Exercise: What follows is a set of records; copy all of it exactly.

[[ Information given, beginning ]]

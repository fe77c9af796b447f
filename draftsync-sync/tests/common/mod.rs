#![allow(dead_code)]

use draftsync_sync::{ResourceKind, Severity, SyncEvent, SyncOptionsBuilder};
use draftsync_types::{LocalizedString, ProductDraft, ProductVariantDraft};
use std::sync::{Arc, Mutex};

/// What the tests need to know about a reported event.
#[derive(Debug, Clone, PartialEq)]
pub struct Recorded {
    pub severity: Severity,
    pub message: String,
    pub has_error: bool,
    pub has_old_entity: bool,
    pub has_draft: bool,
    pub action_count: usize,
}

/// Shared sink for events raised during a run.
#[derive(Debug, Clone, Default)]
pub struct Events(Arc<Mutex<Vec<Recorded>>>);

impl Events {
    pub fn record<K: ResourceKind>(&self, event: &SyncEvent<K>) {
        self.0.lock().unwrap().push(Recorded {
            severity: event.severity,
            message: event.message.clone(),
            has_error: event.error.is_some(),
            has_old_entity: event.old_entity.is_some(),
            has_draft: event.draft.is_some(),
            action_count: event.actions.len(),
        });
    }

    pub fn all(&self) -> Vec<Recorded> {
        self.0.lock().unwrap().clone()
    }

    pub fn messages(&self) -> Vec<String> {
        self.all().into_iter().map(|r| r.message).collect()
    }
}

/// Options builder wired to record errors and warnings into `events`.
pub fn recording<K: ResourceKind>(events: &Events) -> SyncOptionsBuilder<K> {
    let errors = events.clone();
    let warnings = events.clone();
    SyncOptionsBuilder::default()
        .error_callback(move |event| errors.record(event))
        .warning_callback(move |event| warnings.record(event))
}

/// Opt-in log output: `RUST_LOG=draftsync_sync=debug cargo test`.
pub fn init_tracing() {
    let _ = tracing_subscriber::fmt()
        .with_env_filter(tracing_subscriber::EnvFilter::from_default_env())
        .with_test_writer()
        .try_init();
}

pub fn en(text: &str) -> LocalizedString {
    LocalizedString::of("en", text)
}

pub fn product(key: &str) -> ProductDraft {
    ProductDraft::new(key, en("Shoe"), en(key)).with_master_variant(
        ProductVariantDraft::new(format!("{key}-master")).with_sku(format!("{key}-sku")),
    )
}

[[ Information given, end ]]

Output below:
repository fe77c9af796b447f
filename draftsync-sync/tests/common/mod.rs
#![allow(dead_code)]

use draftsync_sync::{ResourceKind, Severity, SyncEvent, SyncOptionsBuilder};
use draftsync_types::{LocalizedString, ProductDraft, ProductVariantDraft};
use std::sync::{Arc, Mutex};

/// What the tests need to know about a reported event.
#[derive(Debug, Clone, PartialEq)]
pub struct Recorded {
    pub severity: Severity,
    pub message: String,
    pub has_error: bool,
    pub has_old_entity: bool,
    pub has_draft: bool,
    pub action_count: usize,
}

/// Shared sink for events raised during a run.
#[derive(Debug, Clone, Default)]
pub struct Events(Arc<Mutex<Vec<Recorded>>>);

impl Events {
    pub fn record<K: ResourceKind>(&self, event: &SyncEvent<K>) {
        self.0.lock().unwrap().push(Recorded {
            severity: event.severity,
            message: event.message.clone(),
            has_error: event.error.is_some(),
            has_old_entity: event.old_entity.is_some(),
            has_draft: event.draft.is_some(),
            action_count: event.actions.len(),
        });
    }

    pub fn all(&self) -> Vec<Recorded> {
        self.0.lock().unwrap().clone()
    }

    pub fn messages(&self) -> Vec<String> {
        self.all().into_iter().map(|r| r.message).collect()
    }
}

/// Options builder wired to record errors and warnings into `events`.
pub fn recording<K: ResourceKind>(events: &Events) -> SyncOptionsBuilder<K> {
    let errors = events.clone();
    let warnings = events.clone();
    SyncOptionsBuilder::default()
        .error_callback(move |event| errors.record(event))
        .warning_callback(move |event| warnings.record(event))
}

/// Opt-in log output: `RUST_LOG=draftsync_sync=debug cargo test`.
pub fn init_tracing() {
    let _ = tracing_subscriber::fmt()
        .with_env_filter(tracing_subscriber::EnvFilter::from_default_env())
        .with_test_writer()
        .try_init();
}

pub fn en(text: &str) -> LocalizedString {
    LocalizedString::of("en", text)
}

pub fn product(key: &str) -> ProductDraft {
    ProductDraft::new(key, en("Shoe"), en(key)).with_master_variant(
        ProductVariantDraft::new(format!("{key}-master")).with_sku(format!("{key}-sku")),
    )
}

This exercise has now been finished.